Expert Tips for Identifying and Avoiding Pickpockets

pt1We all know about the ‘clumsy’ passerby who bumps into you and rifles through your pockets, or the ‘helpful’ photogue who offers to snap a few shots of you and your loved ones, only to make a daring escape once the camera is in his hand. Many of us even know that, ultimately, the best way to avoid being stolen from is by keeping wallet, passport and other valuables in a fanny pack (call it a ‘money belt’ if that helps you). But as some telltale pickpocket moves have become widely known, these crafty little buggers have been forced to invent new ones.

The Old Poop Ruse

Although some cultures consider it a sign of good luck, most of us would rather go about our day without catching a direct hit from a pigeon, seagull or other species of sky rat. And should we end up with poop on our shoulder or head, the kindness of strangers becomes invaluable. But if a concerned individual approaches and offers to help you clean it off, you may just want to politely decline. According to Bob Arno, arguably the world’s foremost ‘professional pickpocket’, not only is this character probably a pickpocket — chances are he or she is the one who adorned you with bird droppings. And while practitioners of this trick have historically used fake feces, many use the real stuff today.

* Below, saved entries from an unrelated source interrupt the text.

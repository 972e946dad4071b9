//! End-to-end export tests against the in-memory mock backend.

use super::read_part;
use db_xl_dump::db::{MockConnector, MockDatabase, MockTable};
use db_xl_dump::error::DumpError;
use db_xl_dump::export::{parse_targets, ConnectionDescriptor, Exporter};
use db_xl_dump::workbook::Cell;
use pretty_assertions::assert_eq;

fn hr_connector() -> MockConnector {
    MockConnector::new(
        MockDatabase::new()
            .with_table(
                "EMPLOYEES",
                MockTable::new(&["ID", "NAME", "HIRED"])
                    .with_row(&["1", "Alice", "2020-01-15"])
                    .with_row(&["2", "Bob", "2021-03-01"])
                    .with_row(&["3", "Carol", ""]),
            )
            .with_query(
                "SELECT id,name FROM DEPT WHERE id=1",
                MockTable::new(&["ID", "NAME"]).with_row(&["1", "Sales"]),
            ),
    )
}

/// Scenario: a table and a query exported together
/// Given EMPLOYEES with 3 rows and a query returning 1 row
/// When both are exported with headers
/// Then the workbook has sheets EMPLOYEES and Sheet 1 in that order
#[tokio::test(flavor = "current_thread")]
async fn test_table_then_query() {
    let connector = hr_connector();
    let descriptor = ConnectionDescriptor::from_parts("scott", "tiger", "dbhost", 5432, "hr");
    let targets = parse_targets("EMPLOYEES,SELECT id,name FROM DEPT WHERE id=1");

    let outcome = Exporter::new(&connector, &descriptor).build(&targets).await;

    assert!(outcome.failures.is_empty());
    let sheets = outcome.workbook.sheets();
    assert_eq!(sheets.len(), 2);

    assert_eq!(sheets[0].name(), "EMPLOYEES");
    assert_eq!(sheets[0].row_count(), 4);
    assert_eq!(
        sheets[0].rows()[0],
        vec![Cell::from("ID"), Cell::from("NAME"), Cell::from("HIRED")]
    );
    assert_eq!(sheets[0].rows()[3][2], Cell::from(""));

    assert_eq!(sheets[1].name(), "Sheet 1");
    assert_eq!(
        sheets[1].rows(),
        [
            vec![Cell::from("ID"), Cell::from("NAME")],
            vec![Cell::Numeric(1.0), Cell::from("Sales")],
        ]
    );
}

/// Scenario: every session is released
/// Given a mix of good and failing targets
/// When the export runs
/// Then as many sessions are closed as were opened
#[tokio::test(flavor = "current_thread")]
async fn test_sessions_are_released() {
    let connector = hr_connector();
    let descriptor = ConnectionDescriptor::from_connection_string("scott/tiger@dbhost:5432/hr");
    let targets = parse_targets("EMPLOYEES,MISSING,SELECT id,name FROM DEPT WHERE id=1");

    let outcome = Exporter::new(&connector, &descriptor).build(&targets).await;

    assert_eq!(outcome.sheets.len(), 2);
    assert_eq!(outcome.failures.len(), 1);
    assert_eq!(connector.sessions_opened(), 3);
    assert_eq!(connector.sessions_closed(), 3);
}

#[tokio::test(flavor = "current_thread")]
async fn test_run_writes_readable_package() {
    let dir = tempfile::tempdir().unwrap();
    let output = dir.path().join("hr.xlsx");
    let connector = hr_connector();
    let descriptor = ConnectionDescriptor::from_connection_string("scott/tiger@dbhost:5432/hr");
    let targets = parse_targets("EMPLOYEES,SELECT id,name FROM DEPT WHERE id=1");

    let report = Exporter::new(&connector, &descriptor)
        .run(&targets, &output)
        .await
        .unwrap();

    assert!(report.is_complete());
    assert_eq!(report.output, output);

    let workbook = read_part(&output, "xl/workbook.xml");
    assert!(workbook.contains(r#"<sheet name="EMPLOYEES" sheetId="1" r:id="rId1"/>"#));
    assert!(workbook.contains(r#"<sheet name="Sheet 1" sheetId="2" r:id="rId2"/>"#));

    let query_sheet = read_part(&output, "xl/worksheets/sheet2.xml");
    assert!(query_sheet.contains(r#"<c r="A2"><v>1</v></c>"#));
    assert!(query_sheet.contains("Sales"));
}

#[tokio::test(flavor = "current_thread")]
async fn test_unreachable_database_writes_nothing() {
    let dir = tempfile::tempdir().unwrap();
    let output = dir.path().join("hr.xlsx");
    let connector = MockConnector::unreachable();
    let descriptor = ConnectionDescriptor::from_connection_string("scott/tiger@nowhere:5432/hr");

    let err = Exporter::new(&connector, &descriptor)
        .run(&parse_targets("EMPLOYEES"), &output)
        .await
        .unwrap_err();

    assert!(matches!(err, DumpError::Serialization(_)));
    assert!(!output.exists());
}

Go Against Those Natural Urges

Here’s an old police trick: when questioning suspects during a traffic stop, watch their eyes when they are asked if a gun (or drugs, kidnap victim, et. al) is inside the vehicle; if the answer is yes, then one or more will almost certainly glance toward wherever the contraband is located. According to HotelClub Travel Blog, pickpockets also know this trick (to be fair, it’s pretty much Psych 101). So if you’re in a crowd and someone shouts out, ‘Thief!’, the last thing you should do is give yourself a pat-down to ensure your belongings are secure. Chances are someone is watching you, and when you think the coast is clear that’s when they’re likely to lift your valuables.

Keep an Eye on Your Lens

Some thieves want your money, and others want your passport. According to Paul Wilson of BBC’s The Real Hustle, there are even pickpockets who want your camera lens. These thieves typically work in pairs; one will approach the tourists and inquire about something innocuous, while the other casually slips a hand into their camera bag and deftly removes the lens without being noticed, or even causing that much damage to the camera (it won’t work, of course, but the lens can be replaced). All the more reason to Instagram your vacation, or at least keep your camera really secure whenever you’re in a public place.

No to Money Pouch Lanyards, Yes to Velcro

John P. Harrington of The Boston Globe recently described an altercation he had with a would-be thief in Barcelona, and the valuable lesson he subsequently learned: “wallets don’t belong in back pockets”. In general, travelers should practice ‘defensive tourism’ by reducing their overall vulnerability to pickpockets. Don’t bother with those money pouches that are worn around the neck. “The cord around the neck is a dead giveaway,” Harrington notes. “The thief is going to rip it off, and it will hurt.” A traveler’s “best friend”, he says, is Velcro; not only are Velcro pockets sealable, but they produce a distinctive sound when opened. Or as Harrington calls it, “a built-in alarm on your pants”.

pp1Don’t Hate on the Housekeeping

A common misconception among travelers is that leaving your valuables in a hotel room is just as risky as carrying them on your person — chambermaids with sticky fingers, and all that. But not so, says European travel guru Rick Steves. He encourages tourists to leave behind computers, tablets, smartphones, and other expensive items — as long as they’re tucked away and out of sight, hotel staff probably won’t even bother. If the hotel has a safe, all the better. But don’t assume that every hotel employee wants to swipe your stuff.”Theft happens, of course, but it’s relatively rare,” Steves says. “Hoteliers are quick to squelch a pattern of theft.”

The Worst Cities for Pickpocketing Are…

Many American tourists envision Europe as a giant pickpocket manufacturing facility, but the reality is that the incidence of thievery is much higher in certain cities. Like Barcelona. According to The Huffington Post (and pretty much everyone else), this shimmering Mediterranean destination is the world’s worst city for pickpockets. The other main offenders (ranked in descending order) are: Rome, Prague, Madrid, Paris, Florence, Buenos Aires, Amsterdam, Athens, and Hanoi. Way to represent for petty theft, Europe!